HW was found to have failed by the MPTS. They imposed a sanction which would have provided time for her to reflect on her failings. She did not want to do that so she appealed and won. There is no longer a requirement for her to reflect on anything. (although if she had half a brain in her head she would do so)
We don't know what HW's situation may be with regards to the GMC or PAG, so let's use a fictional example of a GP with the same criminal conviction (failure to register her service with the regulator) but a different clinical concern - say, supplying controlled drugs to addicts without proper monitoring and safeguards (for the avoidance of doubt, there is no suggestion whatsoever that HW has done this - I am specifically using this example because it is fictional).

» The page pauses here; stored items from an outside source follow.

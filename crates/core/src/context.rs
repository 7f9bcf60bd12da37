//! Cooperative cancellation for orchestration passes.
//!
//! A [`RunContext`] wraps a [`CancellationToken`] and remembers why it was
//! canceled, so the run driver can tell a lost lease apart from an operator
//! shutdown when it classifies an interrupted connector.

use std::sync::{Arc, OnceLock};

use tokio_util::sync::CancellationToken;

/// Why a context was canceled.
#[derive(Debug, Clone, Copy, PartialEq, Eq)]
pub enum CancelReason {
    /// Process shutdown or operator interrupt.
    Shutdown,
    /// The scope lease could not be renewed.
    LockLost,
}

#[derive(Debug, Clone, Default)]
pub struct RunContext {
    token: CancellationToken,
    reason: Arc<OnceLock<CancelReason>>,
}

impl RunContext {
    pub fn new() -> Self {
        Self::default()
    }

    /// A context canceled together with `self`, which can also be canceled
    /// on its own without affecting the parent.
    pub fn child(&self) -> Self {
        Self {
            token: self.token.child_token(),
            reason: Arc::new(OnceLock::new()),
        }
    }

    /// Cancel with a reason. The first reason recorded wins.
    pub fn cancel(&self, reason: CancelReason) {
        let _ = self.reason.set(reason);
        self.token.cancel();
    }

    pub fn is_cancelled(&self) -> bool {
        self.token.is_cancelled()
    }

    /// Resolves once this context or any ancestor is canceled.
    pub async fn cancelled(&self) {
        self.token.cancelled().await
    }

    /// The recorded reason, or `Shutdown` when cancellation came from a parent.
    pub fn reason(&self) -> Option<CancelReason> {
        if !self.is_cancelled() {
            return None;
        }
        Some(self.reason.get().copied().unwrap_or(CancelReason::Shutdown))
    }

    pub fn token(&self) -> &CancellationToken {
        &self.token
    }
}
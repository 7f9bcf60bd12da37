//! Warden Core: connector registry, run driver, leases, run policy and scheduler.

pub mod config;
pub mod connectors;
pub mod context;
pub mod db;
pub mod error;
pub mod lock;
pub mod lock_runner;
pub mod metrics;
pub mod models;
pub mod policy;
pub mod reporter;
pub mod runner;
pub mod scheduler;
pub mod signal;

#[cfg(test)]
mod testing;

If the GMC have further information about HW practising unsafely then the whole ftop process will kick in again. If the GMC had good evidence of a registrant supplying controlled drugs to addicts without proper monitoring and safeguards they would be up in front of an Interim Orders Committee PDQ and from there the allegations would be investigated and they would end up back in front of their regulator. It's relatively common for practitioners to end up back in front of their regulator more than once especially if they lack insight. What they can't do though is keep monitoring a person when they have no evidence of ongoing wrong doing.
So this GP - Dr Smith - has a criminal conviction. She is exonerated by an MPTS hearing, so no FtP restrictions, but the GMC and her local PAG have received many concerns about her work. She does not show evidence of insight but instead states very publicly that she believes she has done nothing wrong. Are you saying that you think there will be no barrier to her returning to clinical practice?
If the GMC have received many concerns about Dr Smith's work SINCE her a GMC panel has found previous charges not proven then this would be considered to be new evidence and the whole process will begin again. A ftop panel can only consider past events. Anything after that will have to be considered by a new panel.